Introduction: Solar Powered Radio With Bluetooth + MP3
The objective for this project was to create something useful from odds and ends around the house. Through this project I found new use for some leftover wood flooring, salvaged pc speakers, and also some ni-cad rechargeable AA batteries. I did have to order the Radio Module and solar cells which cost me under $5 shipped on ebay. This radio module came with a remote and is loaded with features, its well worth the around $2.50 I spent on it. Along with the integrated FM tuner it also has a Bluetooth receiver and can play mp3's loaded onto an sd card or usb drive.
Step 1: Layout and Design
In my personal experience all projects seem to start out with a sketch on a clip board or note pad. Fine tuning the layout, parts involved, along with materials available to me. In this case I knew the rough dimensions of the extra wood flooring panels, together with the rough width and height required for the layout I had in mind.

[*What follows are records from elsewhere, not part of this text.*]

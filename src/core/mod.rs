pub mod config;
pub mod error;
pub mod prelude;
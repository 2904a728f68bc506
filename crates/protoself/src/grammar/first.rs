//! FIRST sets over token-kind ordinals

use std::fmt;

/// Set of token-kind ordinals (0..128) that can begin a derivation.
///
/// Stored as two 64-bit words. When the set holds exactly one kind the
/// membership test compares against that ordinal directly.
#[derive(Clone, Copy, Default)]
pub struct FirstSet {
    low: u64,
    high: u64,
    single: Option<u8>,
}

impl FirstSet {
    /// Create an empty set.
    #[inline]
    pub const fn new() -> Self {
        Self {
            low: 0,
            high: 0,
            single: None,
        }
    }

    /// Create a set holding one ordinal.
    pub fn single(ordinal: u8) -> Self {
        let mut set = Self::new();
        set.insert(ordinal);
        set.seal();
        set
    }

    /// Add an ordinal. Ordinals of 128 and above are ignored.
    pub fn insert(&mut self, ordinal: u8) {
        match ordinal {
            0..=63 => self.low |= 1u64 << ordinal,
            64..=127 => self.high |= 1u64 << (ordinal - 64),
            _ => {}
        }
        self.single = None;
    }

    /// Add every ordinal of `other`.
    pub fn union_with(&mut self, other: &FirstSet) {
        self.low |= other.low;
        self.high |= other.high;
        self.single = None;
    }

    /// Recompute the singleton fast path after the set stops changing.
    pub fn seal(&mut self) {
        self.single = if self.count() == 1 {
            if self.low != 0 {
                Some(self.low.trailing_zeros() as u8)
            } else {
                Some(self.high.trailing_zeros() as u8 + 64)
            }
        } else {
            None
        };
    }

    /// Check membership of an ordinal.
    #[inline]
    pub fn contains(&self, ordinal: u8) -> bool {
        if let Some(only) = self.single {
            return only == ordinal;
        }
        match ordinal {
            0..=63 => self.low & (1u64 << ordinal) != 0,
            64..=127 => self.high & (1u64 << (ordinal - 64)) != 0,
            _ => false,
        }
    }

    /// Check if this set is empty.
    #[inline]
    pub const fn is_empty(&self) -> bool {
        self.low == 0 && self.high == 0
    }

    /// Count the number of ordinals in this set.
    #[inline]
    pub const fn count(&self) -> u32 {
        self.low.count_ones() + self.high.count_ones()
    }

    /// Iterate over the ordinals in ascending order.
    pub fn ordinals(&self) -> impl Iterator<Item = u8> + '_ {
        (0u8..128).filter(move |&ordinal| self.contains(ordinal))
    }
}

impl PartialEq for FirstSet {
    fn eq(&self, other: &Self) -> bool {
        self.low == other.low && self.high == other.high
    }
}

impl Eq for FirstSet {}

impl fmt::Debug for FirstSet {
    fn fmt(&self, f: &mut fmt::Formatter<'_>) -> fmt::Result {
        f.debug_set().entries(self.ordinals()).finish()
    }
}

#[cfg(test)]
mod tests {
    use super::*;

    #[test]
    fn test_empty() {
        let set = FirstSet::new();
        assert!(set.is_empty());
        assert!(!set.contains(0));
        assert_eq!(set.count(), 0);
    }

    #[test]
    fn test_single_fast_path_low_and_high() {
        let low = FirstSet::single(5);
        assert!(low.contains(5));
        assert!(!low.contains(6));

        let high = FirstSet::single(100);
        assert!(high.contains(100));
        assert!(!high.contains(36));
    }

    #[test]
    fn test_union_spans_both_words() {
        let mut set = FirstSet::single(1);
        set.union_with(&FirstSet::single(64));
        set.insert(127);
        set.seal();
        assert_eq!(set.count(), 3);
        assert!(set.contains(1) && set.contains(64) && set.contains(127));
        assert_eq!(set.ordinals().collect::<Vec<_>>(), vec![1, 64, 127]);
    }

    #[test]
    fn test_ordinal_zero_is_a_regular_member() {
        let set = FirstSet::single(0);
        assert!(set.contains(0));
        assert!(!set.contains(1));
    }

    #[test]
    fn test_out_of_range_ignored() {
        let mut set = FirstSet::new();
        set.insert(200);
        assert!(set.is_empty());
        assert!(!set.contains(200));
    }
}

Step 2: Prepare the Wood / Construct Enclosure
In order to make the wood flooring usable, I first had to rip the tongue and groove off of it using my table saw. Then I proceeded to cut the wood into the desired dimensions to form a box with mitered joints that has a top and bottom. I then used a pencil to layout all the openings that needed to be created on the front. Using both a hole saw kit and hand saw I was able to make rough holes, that were then sanded smooth. Initially I wasn't going to inlay the solar cells but decided to do so once I saw how far they stuck out on top. For the inlay I used a router with a jig then to square up the corners I used a chisel. Once all the cuts had been made I used wood glue to glue the whole thing together leaving the bottom unglued. I glued some scrap wood on the inside of the left and right side to later be used as a place to screw the bottom into. I had taken more pictures but my camera was unable to save them correctly, so they ended up corrupted.

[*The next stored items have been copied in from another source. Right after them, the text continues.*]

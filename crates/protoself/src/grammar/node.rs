//! Type-erased grammar nodes stored in the builder's arena

use std::any::Any;

use super::stream::Token;

/// A semantic value produced by a node.
pub(crate) type Value = Box<dyn Any>;

/// Why a transduction function did not produce a value.
#[derive(Debug)]
pub(crate) enum ActionFailure {
    /// The action rejected its input (reported as a syntax error)
    Rejected(String),

    /// A child produced a value of the wrong type
    WrongType(&'static str),
}

pub(crate) type ActionResult = Result<Value, ActionFailure>;

pub(crate) type SequenceFn = Box<dyn Fn(Vec<Value>) -> ActionResult + Send + Sync>;
pub(crate) type SeedFn = Box<dyn Fn() -> Value + Send + Sync>;
pub(crate) type AccumulateFn = Box<dyn Fn(Value, Value) -> ActionResult + Send + Sync>;
pub(crate) type MapFn = Box<dyn Fn(Value) -> ActionResult + Send + Sync>;
pub(crate) type TokenFn<K> = Box<dyn Fn(Token<K>) -> ActionResult + Send + Sync>;

/// One grammar expression. Children are indices into the node arena.
pub(crate) enum Node<K> {
    /// Reference to a named rule
    Rule(usize),

    /// Children consumed in order, then transduced
    Sequence {
        children: Vec<usize>,
        action: SequenceFn,
    },

    /// First option whose FIRST set holds the lookahead
    Alternative { options: Vec<usize> },

    /// Zero or more `body`, folded from `seed`
    Repetition {
        body: usize,
        seed: SeedFn,
        accumulate: AccumulateFn,
        finish: MapFn,
    },

    /// `body` if the lookahead allows it
    Optional {
        body: usize,
        present: MapFn,
        absent: SeedFn,
    },

    /// Exactly one token of `kind`
    TokenMatch { kind: K, action: TokenFn<K> },
}

impl<K> Node<K> {
    /// Whether this node may match no tokens at all.
    pub(crate) fn is_nullable(&self) -> bool {
        matches!(self, Node::Repetition { .. } | Node::Optional { .. })
    }

    /// Short name used in diagnostics.
    pub(crate) fn describe(&self) -> &'static str {
        match self {
            Node::Rule(_) => "rule reference",
            Node::Sequence { .. } => "sequence",
            Node::Alternative { .. } => "alternative",
            Node::Repetition { .. } => "repetition",
            Node::Optional { .. } => "optional",
            Node::TokenMatch { .. } => "token",
        }
    }
}

/// A named, forward-declared rule.
pub(crate) struct RuleDef {
    pub(crate) name: String,
    pub(crate) body: Option<usize>,
}

/// Unbox a semantic value of a known type.
pub(crate) fn take<T: 'static>(value: Value) -> Result<T, ActionFailure> {
    value
        .downcast::<T>()
        .map(|boxed| *boxed)
        .map_err(|_| ActionFailure::WrongType(std::any::type_name::<T>()))
}

/// Unbox the next value of a sequence.
pub(crate) fn take_next<T: 'static>(
    values: &mut impl Iterator<Item = Value>,
) -> Result<T, ActionFailure> {
    match values.next() {
        Some(value) => take(value),
        None => Err(ActionFailure::WrongType(std::any::type_name::<T>())),
    }
}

Step 3: Install the Electronics
There are various radio modules out there on ebay, each one can be slightly different. The one I used has an operating voltage range between 5-12 and it is 4 ohm stable @ 3 watts rms x2. So knowing this its safe to use the following combination of components for the power source. Four rechargeable AA batteries in series which can be charged up to 5.8 volts but in our case will only get as high as 5.3 volts. Along with two 6 volt solar cells in parallel with a diode that drops the voltage .7v the total output of the solar cells is 5.3 volts at 300 ma. The diode is necessary to protect the cells from the power stored in the battery. The speakers are 4 ohms @ 10 watts so those are exactly within the recommended range for this type of module. The module did not come with any wires or antenna soldered to it, but was clearly marked and easy to solder to. Also the batteries had to be soldered to each other, as long as you scuff up the ends they can be soldered easily too. I just soldered on a around a foot of wire for the antenna then coiled it and hot glued it down. Hot glue was also used to secure the solar cells, speakers, and battery just because it was quick and easy to do it that way.